• **What is needed**: The expected answer is the set of lines in the data below between the line holding "assert_eq!(load.incidents.len(), 5);" and the line holding "assert_eq!(load.timestamps_parsed.escalated, 4);", inclusive, written out exactly.

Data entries
- - - - - - -

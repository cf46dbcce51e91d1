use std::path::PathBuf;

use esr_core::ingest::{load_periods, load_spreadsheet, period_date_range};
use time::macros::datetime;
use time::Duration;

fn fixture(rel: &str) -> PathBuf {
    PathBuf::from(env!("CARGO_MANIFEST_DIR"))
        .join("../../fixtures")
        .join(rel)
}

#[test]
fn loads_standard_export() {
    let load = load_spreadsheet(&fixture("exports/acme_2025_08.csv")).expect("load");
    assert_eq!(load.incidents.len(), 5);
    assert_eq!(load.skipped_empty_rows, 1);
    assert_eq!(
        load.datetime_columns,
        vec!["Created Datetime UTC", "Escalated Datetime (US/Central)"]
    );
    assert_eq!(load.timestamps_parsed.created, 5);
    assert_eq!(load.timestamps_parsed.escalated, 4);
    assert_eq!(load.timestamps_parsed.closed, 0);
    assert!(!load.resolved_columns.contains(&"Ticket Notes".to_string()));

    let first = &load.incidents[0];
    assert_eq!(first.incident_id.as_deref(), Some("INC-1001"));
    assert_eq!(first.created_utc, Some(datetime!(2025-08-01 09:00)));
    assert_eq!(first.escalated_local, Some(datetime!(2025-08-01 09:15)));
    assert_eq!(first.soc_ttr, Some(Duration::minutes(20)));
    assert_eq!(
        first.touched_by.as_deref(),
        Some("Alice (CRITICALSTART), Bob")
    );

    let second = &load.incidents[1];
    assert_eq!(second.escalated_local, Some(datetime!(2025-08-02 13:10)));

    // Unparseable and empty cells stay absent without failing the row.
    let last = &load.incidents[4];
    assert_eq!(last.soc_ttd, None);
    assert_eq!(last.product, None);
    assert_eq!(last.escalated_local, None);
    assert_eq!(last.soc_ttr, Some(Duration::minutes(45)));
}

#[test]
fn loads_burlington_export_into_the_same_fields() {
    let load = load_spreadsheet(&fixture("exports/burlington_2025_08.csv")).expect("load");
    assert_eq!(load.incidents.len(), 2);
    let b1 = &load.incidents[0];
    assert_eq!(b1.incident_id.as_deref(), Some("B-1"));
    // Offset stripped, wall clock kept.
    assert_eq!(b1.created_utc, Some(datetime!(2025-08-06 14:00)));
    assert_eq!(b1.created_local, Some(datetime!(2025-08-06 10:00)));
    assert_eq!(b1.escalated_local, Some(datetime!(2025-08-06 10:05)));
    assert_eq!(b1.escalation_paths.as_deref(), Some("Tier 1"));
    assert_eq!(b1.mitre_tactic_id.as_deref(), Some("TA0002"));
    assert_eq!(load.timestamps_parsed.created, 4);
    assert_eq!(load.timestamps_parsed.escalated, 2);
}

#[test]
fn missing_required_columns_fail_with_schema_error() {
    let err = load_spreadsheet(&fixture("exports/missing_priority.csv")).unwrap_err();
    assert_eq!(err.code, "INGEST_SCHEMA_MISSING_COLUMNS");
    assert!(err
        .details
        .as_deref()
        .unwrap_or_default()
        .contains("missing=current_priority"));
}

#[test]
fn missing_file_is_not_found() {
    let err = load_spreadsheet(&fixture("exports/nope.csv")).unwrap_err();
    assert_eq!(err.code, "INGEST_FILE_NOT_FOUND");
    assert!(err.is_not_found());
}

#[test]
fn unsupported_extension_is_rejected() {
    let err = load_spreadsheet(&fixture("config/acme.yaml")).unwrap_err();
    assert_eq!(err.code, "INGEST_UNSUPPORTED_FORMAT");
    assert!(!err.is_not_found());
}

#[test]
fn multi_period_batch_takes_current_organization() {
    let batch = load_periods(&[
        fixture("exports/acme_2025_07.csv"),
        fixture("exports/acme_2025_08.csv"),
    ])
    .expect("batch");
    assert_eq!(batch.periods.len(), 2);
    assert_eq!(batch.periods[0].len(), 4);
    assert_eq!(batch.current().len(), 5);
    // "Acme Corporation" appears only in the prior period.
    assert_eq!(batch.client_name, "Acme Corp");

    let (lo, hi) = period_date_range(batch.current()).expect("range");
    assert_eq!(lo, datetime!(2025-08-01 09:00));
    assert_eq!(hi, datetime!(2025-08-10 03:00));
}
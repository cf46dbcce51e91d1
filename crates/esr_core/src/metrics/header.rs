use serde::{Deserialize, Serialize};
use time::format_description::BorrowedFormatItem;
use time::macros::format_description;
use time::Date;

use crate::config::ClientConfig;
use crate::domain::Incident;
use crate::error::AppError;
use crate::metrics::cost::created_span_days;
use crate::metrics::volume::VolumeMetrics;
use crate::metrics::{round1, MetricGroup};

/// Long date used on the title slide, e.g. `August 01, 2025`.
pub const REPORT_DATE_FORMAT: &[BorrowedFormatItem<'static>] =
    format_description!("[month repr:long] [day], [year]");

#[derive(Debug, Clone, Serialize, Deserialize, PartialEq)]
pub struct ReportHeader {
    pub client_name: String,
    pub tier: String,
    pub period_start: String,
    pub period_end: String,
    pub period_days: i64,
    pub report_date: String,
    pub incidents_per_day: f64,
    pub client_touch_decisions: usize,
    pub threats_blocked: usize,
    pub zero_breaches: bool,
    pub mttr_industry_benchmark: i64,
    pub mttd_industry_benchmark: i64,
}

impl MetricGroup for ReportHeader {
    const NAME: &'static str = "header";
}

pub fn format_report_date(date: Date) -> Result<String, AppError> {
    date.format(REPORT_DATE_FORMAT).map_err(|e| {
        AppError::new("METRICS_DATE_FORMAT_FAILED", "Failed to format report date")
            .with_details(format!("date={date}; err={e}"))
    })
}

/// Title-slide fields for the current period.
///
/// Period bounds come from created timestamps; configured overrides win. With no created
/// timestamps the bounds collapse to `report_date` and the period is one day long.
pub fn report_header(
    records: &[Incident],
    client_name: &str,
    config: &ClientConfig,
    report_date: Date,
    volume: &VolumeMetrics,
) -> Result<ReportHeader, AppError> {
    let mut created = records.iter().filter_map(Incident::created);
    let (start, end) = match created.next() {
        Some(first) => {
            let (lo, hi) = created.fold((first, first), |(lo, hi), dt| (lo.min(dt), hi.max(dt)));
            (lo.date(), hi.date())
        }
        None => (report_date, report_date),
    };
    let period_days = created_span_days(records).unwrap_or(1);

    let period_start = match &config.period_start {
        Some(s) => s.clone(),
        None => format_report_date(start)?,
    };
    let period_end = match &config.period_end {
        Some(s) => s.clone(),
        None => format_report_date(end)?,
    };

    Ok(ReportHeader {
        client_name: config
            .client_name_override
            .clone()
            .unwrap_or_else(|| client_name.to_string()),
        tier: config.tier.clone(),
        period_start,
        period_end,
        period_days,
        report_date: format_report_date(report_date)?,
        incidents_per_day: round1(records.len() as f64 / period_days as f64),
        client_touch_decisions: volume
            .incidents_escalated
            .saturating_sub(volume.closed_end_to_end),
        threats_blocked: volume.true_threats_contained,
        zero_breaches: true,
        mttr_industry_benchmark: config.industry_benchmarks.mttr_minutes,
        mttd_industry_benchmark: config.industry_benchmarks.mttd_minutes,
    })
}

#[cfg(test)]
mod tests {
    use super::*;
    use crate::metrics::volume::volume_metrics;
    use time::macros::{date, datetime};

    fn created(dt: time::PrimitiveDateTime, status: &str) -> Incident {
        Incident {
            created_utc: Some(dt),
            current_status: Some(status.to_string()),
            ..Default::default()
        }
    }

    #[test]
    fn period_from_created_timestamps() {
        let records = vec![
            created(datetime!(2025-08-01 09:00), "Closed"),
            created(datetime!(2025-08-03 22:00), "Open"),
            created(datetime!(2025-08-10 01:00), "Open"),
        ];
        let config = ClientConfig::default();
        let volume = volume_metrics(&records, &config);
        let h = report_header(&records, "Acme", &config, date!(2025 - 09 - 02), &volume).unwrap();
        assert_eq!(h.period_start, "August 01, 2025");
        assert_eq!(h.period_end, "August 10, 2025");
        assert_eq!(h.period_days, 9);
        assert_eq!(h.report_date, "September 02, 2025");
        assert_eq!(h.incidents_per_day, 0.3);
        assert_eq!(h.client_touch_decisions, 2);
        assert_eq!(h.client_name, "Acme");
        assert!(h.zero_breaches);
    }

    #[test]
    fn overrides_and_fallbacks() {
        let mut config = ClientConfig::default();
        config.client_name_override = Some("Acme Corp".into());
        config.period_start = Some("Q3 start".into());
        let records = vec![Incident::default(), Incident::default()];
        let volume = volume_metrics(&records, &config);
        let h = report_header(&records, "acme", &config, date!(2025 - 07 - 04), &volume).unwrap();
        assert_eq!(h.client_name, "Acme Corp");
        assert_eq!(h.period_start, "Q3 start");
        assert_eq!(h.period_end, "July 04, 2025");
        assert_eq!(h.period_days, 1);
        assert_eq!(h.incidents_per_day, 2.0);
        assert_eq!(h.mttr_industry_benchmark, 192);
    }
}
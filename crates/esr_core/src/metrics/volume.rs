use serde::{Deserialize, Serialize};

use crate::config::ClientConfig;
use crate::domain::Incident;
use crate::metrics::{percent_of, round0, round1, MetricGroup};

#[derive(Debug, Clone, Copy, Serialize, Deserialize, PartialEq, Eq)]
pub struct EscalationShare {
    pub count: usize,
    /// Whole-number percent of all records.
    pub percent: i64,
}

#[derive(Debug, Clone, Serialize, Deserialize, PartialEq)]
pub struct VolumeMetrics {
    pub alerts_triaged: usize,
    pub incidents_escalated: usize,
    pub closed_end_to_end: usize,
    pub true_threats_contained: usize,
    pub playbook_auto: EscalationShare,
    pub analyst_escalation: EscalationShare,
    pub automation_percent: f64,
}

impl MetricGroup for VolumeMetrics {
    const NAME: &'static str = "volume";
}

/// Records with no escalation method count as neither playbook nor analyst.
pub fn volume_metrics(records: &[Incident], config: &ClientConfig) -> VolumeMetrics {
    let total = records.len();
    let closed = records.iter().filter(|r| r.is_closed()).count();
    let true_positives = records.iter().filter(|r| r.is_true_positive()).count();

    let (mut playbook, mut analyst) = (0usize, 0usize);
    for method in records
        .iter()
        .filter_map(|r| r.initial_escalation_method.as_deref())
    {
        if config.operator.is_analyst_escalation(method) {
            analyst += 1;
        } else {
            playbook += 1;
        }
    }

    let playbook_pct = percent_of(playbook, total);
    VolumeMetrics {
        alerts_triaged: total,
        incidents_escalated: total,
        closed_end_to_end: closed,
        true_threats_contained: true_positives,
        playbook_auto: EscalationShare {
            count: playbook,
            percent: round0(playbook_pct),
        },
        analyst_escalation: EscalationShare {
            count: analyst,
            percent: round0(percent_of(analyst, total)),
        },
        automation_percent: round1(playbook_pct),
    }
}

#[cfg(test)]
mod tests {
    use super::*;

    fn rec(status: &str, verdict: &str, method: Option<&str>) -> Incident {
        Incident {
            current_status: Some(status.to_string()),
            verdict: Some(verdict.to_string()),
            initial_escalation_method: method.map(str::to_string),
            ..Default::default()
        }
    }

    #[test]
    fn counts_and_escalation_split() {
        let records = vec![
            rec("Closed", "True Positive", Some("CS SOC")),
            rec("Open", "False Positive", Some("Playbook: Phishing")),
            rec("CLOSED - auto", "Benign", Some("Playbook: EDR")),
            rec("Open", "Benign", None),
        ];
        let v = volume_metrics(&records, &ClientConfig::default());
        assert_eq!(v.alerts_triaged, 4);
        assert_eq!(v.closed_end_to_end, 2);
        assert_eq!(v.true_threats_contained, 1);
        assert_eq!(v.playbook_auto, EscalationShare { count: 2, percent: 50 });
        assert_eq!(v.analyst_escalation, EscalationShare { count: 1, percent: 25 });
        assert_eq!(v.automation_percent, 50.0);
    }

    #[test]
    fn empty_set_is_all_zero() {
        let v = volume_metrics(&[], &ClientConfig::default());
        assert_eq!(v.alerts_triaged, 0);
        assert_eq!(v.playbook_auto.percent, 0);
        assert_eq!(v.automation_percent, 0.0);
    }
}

- - - - - - -

• **Answer space**:
    assert_eq!(load.incidents.len(), 5);
    assert_eq!(load.skipped_empty_rows, 1);
    assert_eq!(
        load.datetime_columns,
        vec!["Created Datetime UTC", "Escalated Datetime (US/Central)"]
    );
    assert_eq!(load.timestamps_parsed.created, 5);
    assert_eq!(load.timestamps_parsed.escalated, 4);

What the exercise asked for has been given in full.